> **Work to be completed**: Of all the entries below, only the lines from the one with "merged.data_config |= ANNOTATION_REACTION;" up to and including the one with "let template_raw = self" are to be duplicated exactly.

> **Data for review**:

use std::collections::HashMap;
use std::sync::Arc;

use mesh_node::{NodeFactory, NodeKind, NodeParams};
use mesh_storage::client::RawChannel;
use mesh_storage::StorageClient;
use mesh_template::Var;
use mesh_types::{
    Clock, FetchCRDT, FetchQuery, FetchRequest, NodeFlags, NodeId1, NodeProps, PublicKey,
    SignatureOffloader, Status, StoreRequest, SystemClock, ANNOTATION_EDIT, ANNOTATION_REACTION,
};

use crate::error::ThreadError;
use crate::template::{
    self, DataParamsOverride, FetchCrdtOverride, FetchQueryOverride, ThreadTemplate,
};

const SECONDS_PER_30_DAYS: u64 = 30 * 24 * 60 * 60;
const DEFAULT_TRIGGER_INTERVAL: u16 = 60;

/// Translates a `ThreadTemplate` plus per-call parameters into a concrete
/// `FetchRequest`, and provides the `post`/`postEdit`/`postReaction`/
/// `delete`/`postLicense` helpers layered on top of a `NodeFactory` and
/// `StorageClient`.
pub struct Thread<R: RawChannel, C: Clock = SystemClock> {
    storage: Arc<StorageClient<R>>,
    factory: Arc<NodeFactory<C>>,
    template: ThreadTemplate,
    defaults_query: FetchQueryOverride,
    defaults_crdt: FetchCrdtOverride,
    defaults_post: HashMap<String, DataParamsOverride>,
    vars: HashMap<String, Var>,
}

impl<R: RawChannel, C: Clock> Thread<R, C> {
    pub fn new(
        storage: Arc<StorageClient<R>>,
        factory: Arc<NodeFactory<C>>,
        template: ThreadTemplate,
        vars: HashMap<String, Var>,
    ) -> Self {
        Self {
            storage,
            factory,
            template,
            defaults_query: FetchQueryOverride::default(),
            defaults_crdt: FetchCrdtOverride::default(),
            defaults_post: HashMap::new(),
            vars,
        }
    }

    pub fn set_query_defaults(&mut self, defaults: FetchQueryOverride) {
        self.defaults_query = defaults;
    }

    pub fn set_crdt_defaults(&mut self, defaults: FetchCrdtOverride) {
        self.defaults_crdt = defaults;
    }

    pub fn set_post_defaults(&mut self, name: impl Into<String>, defaults: DataParamsOverride) {
        self.defaults_post.insert(name.into(), defaults);
    }

    /// Opens a streaming subscription: builds the promoted `FetchRequest`,
    /// issues it, and wires the response into a dispatcher that filters
    /// `isSpecial` nodes and batches CRDT deltas per §4.7's partitioning
    /// rule.
    pub fn stream(
        &self,
        call_query: FetchQueryOverride,
        call_crdt: FetchCrdtOverride,
        decoder: Arc<dyn crate::stream::NodeDecoder>,
    ) -> Result<crate::stream::ThreadStreamHandle<R>, ThreadError> {
        let request = self.get_fetch_request(call_query, call_crdt, true)?;
        let response = self.storage.fetch(request.clone());
        Ok(crate::stream::ThreadStreamHandle::new(self.storage.clone(), response, request, decoder))
    }

    /// Merges template, thread defaults, and `call` (highest precedence)
    /// into a concrete `FetchRequest`. When `stream` is true, applies the
    /// streaming promotion rules; otherwise demotes to a one-shot query.
    pub fn get_fetch_request(
        &self,
        call_query: FetchQueryOverride,
        call_crdt: FetchCrdtOverride,
        stream: bool,
    ) -> Result<FetchRequest, ThreadError> {
        let template_query = template::substitute_query(&self.template.query, &self.vars)?;
        let template_crdt = template::substitute_crdt(&self.template.crdt, &self.vars)?;

        let mut query = template::merge_query(&template_query, &self.defaults_query, &call_query);
        let mut crdt = template::merge_crdt(&template_crdt, &self.defaults_crdt, &call_crdt);

        if stream {
            promote(&mut query, &mut crdt)?;
        } else {
            demote(&mut query);
        }

        Ok(FetchRequest { query, crdt })
    }

    /// Builds DataParams from `post[name]` (template) + thread defaults +
    /// `params` (call), signs, stores, and returns the stored node.
    pub async fn post(
        &self,
        name: &str,
        params: DataParamsOverride,
        signer: Option<&PublicKey>,
        offloader: &dyn SignatureOffloader,
    ) -> Result<NodeProps, ThreadError> {
        let merged = self.merge_post_params(name, params)?;
        self.build_sign_and_store(NodeKind::Data, merged, signer, offloader).await
    }

    /// `postEdit`: sets `parentId ← nodeToEdit.id`, `expireTime ←
    /// nodeToEdit.expireTime`, and ORs `ANNOTATION_EDIT` into `dataConfig`.
    pub async fn post_edit(
        &self,
        name: &str,
        node_to_edit: &NodeProps,
        params: DataParamsOverride,
        signer: Option<&PublicKey>,
        offloader: &dyn SignatureOffloader,
    ) -> Result<NodeProps, ThreadError> {
        let mut merged = self.merge_post_params(name, params)?;
        merged.parent_id = Some(node_to_edit.id1);
        merged.expire_time = node_to_edit.expire_time;
        merged.data_config |= ANNOTATION_EDIT;
        self.build_sign_and_store(NodeKind::Data, merged, signer, offloader).await
    }

    /// `postReaction`: like `postEdit` but ORs `ANNOTATION_REACTION`.
    pub async fn post_reaction(
        &self,
        name: &str,
        node: &NodeProps,
        params: DataParamsOverride,
        signer: Option<&PublicKey>,
        offloader: &dyn SignatureOffloader,
    ) -> Result<NodeProps, ThreadError> {
        let mut merged = self.merge_post_params(name, params)?;
        merged.parent_id = Some(node.id1);
        merged.expire_time = node.expire_time;
        merged.data_config |= ANNOTATION_REACTION;
        self.build_sign_and_store(NodeKind::Data, merged, signer, offloader).await
    }

    fn merge_post_params(&self, name: &str, call: DataParamsOverride) -> Result<NodeParams, ThreadError> {
        let template_raw = self
            .template
            .post
            .get(name)
            .ok_or_else(|| ThreadError::UnknownPostTemplate(name.to_string()))?;
        let template_layer = template::substitute_data_params(template_raw, &self.vars)?;
        let defaults_layer = self.defaults_post.get(name).cloned().unwrap_or_default();
        Ok(template::merge_data_params(&template_layer, &defaults_layer, &call))
    }

    async fn build_sign_and_store(
        &self,
        kind: NodeKind,
        params: NodeParams,
        signer: Option<&PublicKey>,
        offloader: &dyn SignatureOffloader,
    ) -> Result<NodeProps, ThreadError> {
        let (props, signature) = self.factory.build(kind, params, signer, offloader).await?;
        let image = pack(&props, &signature);
        let request = StoreRequest {
            nodes: vec![image],
            source_public_key: signer.map(|k| k.0.to_vec()).unwrap_or_default(),
            target_public_key: Vec::new(),
            mute_msg_ids: Vec::new(),
            preserve_transient: false,
            batch_id: 0,
            has_more: false,
        };
        let response = self.storage.store(request);
        match response.once_any().await {
            mesh_storage::GetEvent::Reply(r) if r.status.is_ok() => Ok(props),
            mesh_storage::GetEvent::Reply(r) => Err(ThreadError::StoreFailed { status: r.status, reason: r.error }),
            mesh_storage::GetEvent::Error(reason) => Err(ThreadError::StoreFailed { status: Status::Error, reason }),
            mesh_storage::GetEvent::Cancel => Err(ThreadError::Cancelled),
        }
    }

    /// Emits up to two destroy nodes: one targeting `node` if destructible,
    /// one targeting its licenses if licensed at distance 0. Returns only
    /// those that stored successfully.
    pub async fn delete(
        &self,
        node: &NodeProps,
        signer: Option<&PublicKey>,
        offloader: &dyn SignatureOffloader,
    ) -> Vec<NodeProps> {
        let mut destroyed = Vec::new();
        let public_key = signer.copied().unwrap_or(node.owner);

        if node.is_destructible() {
            let ref_id = destroy_ref_id(offloader, b"DESTROY_NODE", &public_key, &node.id1);
            let params = NodeParams {
                parent_id: Some(node.id1),
                ref_id,
                node_type: b"destroy".to_vec(),
                ..Default::default()
            };
            if let Ok(built) = self.build_sign_and_store(NodeKind::Data, params, signer, offloader).await {
                destroyed.push(built);
            }
        }

        if node.flags.is_licensed && node.license_min_distance == 0 {
            let ref_id = destroy_ref_id(offloader, b"DESTROY_LICENSES_FOR_NODE", &public_key, &node.id1);
            let params = NodeParams {
                parent_id: Some(node.id1),
                ref_id,
                node_type: b"destroy".to_vec(),
                ..Default::default()
            };
            if let Ok(built) = self.build_sign_and_store(NodeKind::Data, params, signer, offloader).await {
                destroyed.push(built);
            }
        }

        destroyed
    }

    /// Iterates `params.targets ∪ defaults.targets ∪ template.targets`
    /// (first non-empty), computes each license's `expireTime` as the
    /// minimum of `node.expireTime`, an explicit `expireTime`, `now +
    /// validSeconds`, and `now + 30d`, signs, and stores one license per
    /// target. Returns only successfully stored licenses.
    #[allow(clippy::too_many_arguments)]
    pub async fn post_license(
        &self,
        node: &NodeProps,
        targets: &[PublicKey],
        defaults_targets: &[PublicKey],
        template_targets: &[PublicKey],
        explicit_expire_time: Option<u64>,
        valid_seconds: Option<u64>,
        now: u64,
        signer: Option<&PublicKey>,
        offloader: &dyn SignatureOffloader,
    ) -> Vec<NodeProps> {
        let chosen_targets = [targets, defaults_targets, template_targets]
            .into_iter()
            .find(|t| !t.is_empty())
            .unwrap_or(&[]);

        let mut candidates = vec![now + SECONDS_PER_30_DAYS];
        if let Some(e) = node.expire_time {
            candidates.push(e);
        }
        if let Some(e) = explicit_expire_time {
            candidates.push(e);
        }
        if let Some(secs) = valid_seconds {
            candidates.push(now + secs);
        }
        let expire_time = candidates.into_iter().min().unwrap_or(now);

        let mut stored = Vec::new();
        for target in chosen_targets {
            let params = NodeParams {
                owner: Some(*target),
                parent_id: Some(node.id1),
                expire_time: Some(expire_time),
                node_type: b"license".to_vec(),
                flags: NodeFlags { is_licensed: true, ..Default::default() },
                ..Default::default()
            };
            if let Ok(built) = self.build_sign_and_store(NodeKind::License, params, signer, offloader).await {
                stored.push(built);
            }
        }
        stored
    }
}

fn destroy_ref_id(
    offloader: &dyn SignatureOffloader,
    tag: &[u8],
    public_key: &PublicKey,
    node_id1: &NodeId1,
) -> Vec<u8> {
    let mut preimage = Vec::with_capacity(tag.len() + 32 + 32);
    preimage.extend_from_slice(tag);
    preimage.extend_from_slice(public_key.as_bytes());
    preimage.extend_from_slice(node_id1.as_bytes());
    offloader.hash(&preimage).to_vec()
}

fn pack(props: &NodeProps, signature: &[u8]) -> Vec<u8> {
    let mut image = props.image.0.clone();
    image.extend_from_slice(signature);
    image
}

fn promote(query: &mut FetchQuery, crdt: &mut FetchCRDT) -> Result<(), ThreadError> {
    let original_interval_was_zero = query.trigger_interval == 0;
    if query.trigger_node_id.is_empty() && original_interval_was_zero {
        query.trigger_node_id = query.parent_id.clone();
    }
    if query.trigger_interval == 0 {
        query.trigger_interval = DEFAULT_TRIGGER_INTERVAL;
    }
    crdt.msg_id.clear();
    if query.trigger_node_id.is_empty() && original_interval_was_zero {
        return Err(ThreadError::NoTrigger);
    }
    Ok(())
}

fn demote(query: &mut FetchQuery) {
    query.trigger_node_id.clear();
    query.trigger_interval = 0;
    query.flags.only_trigger = false;
}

> **Written solution**:
        merged.data_config |= ANNOTATION_REACTION;
        self.build_sign_and_store(NodeKind::Data, merged, signer, offloader).await
    }

    fn merge_post_params(&self, name: &str, call: DataParamsOverride) -> Result<NodeParams, ThreadError> {
        let template_raw = self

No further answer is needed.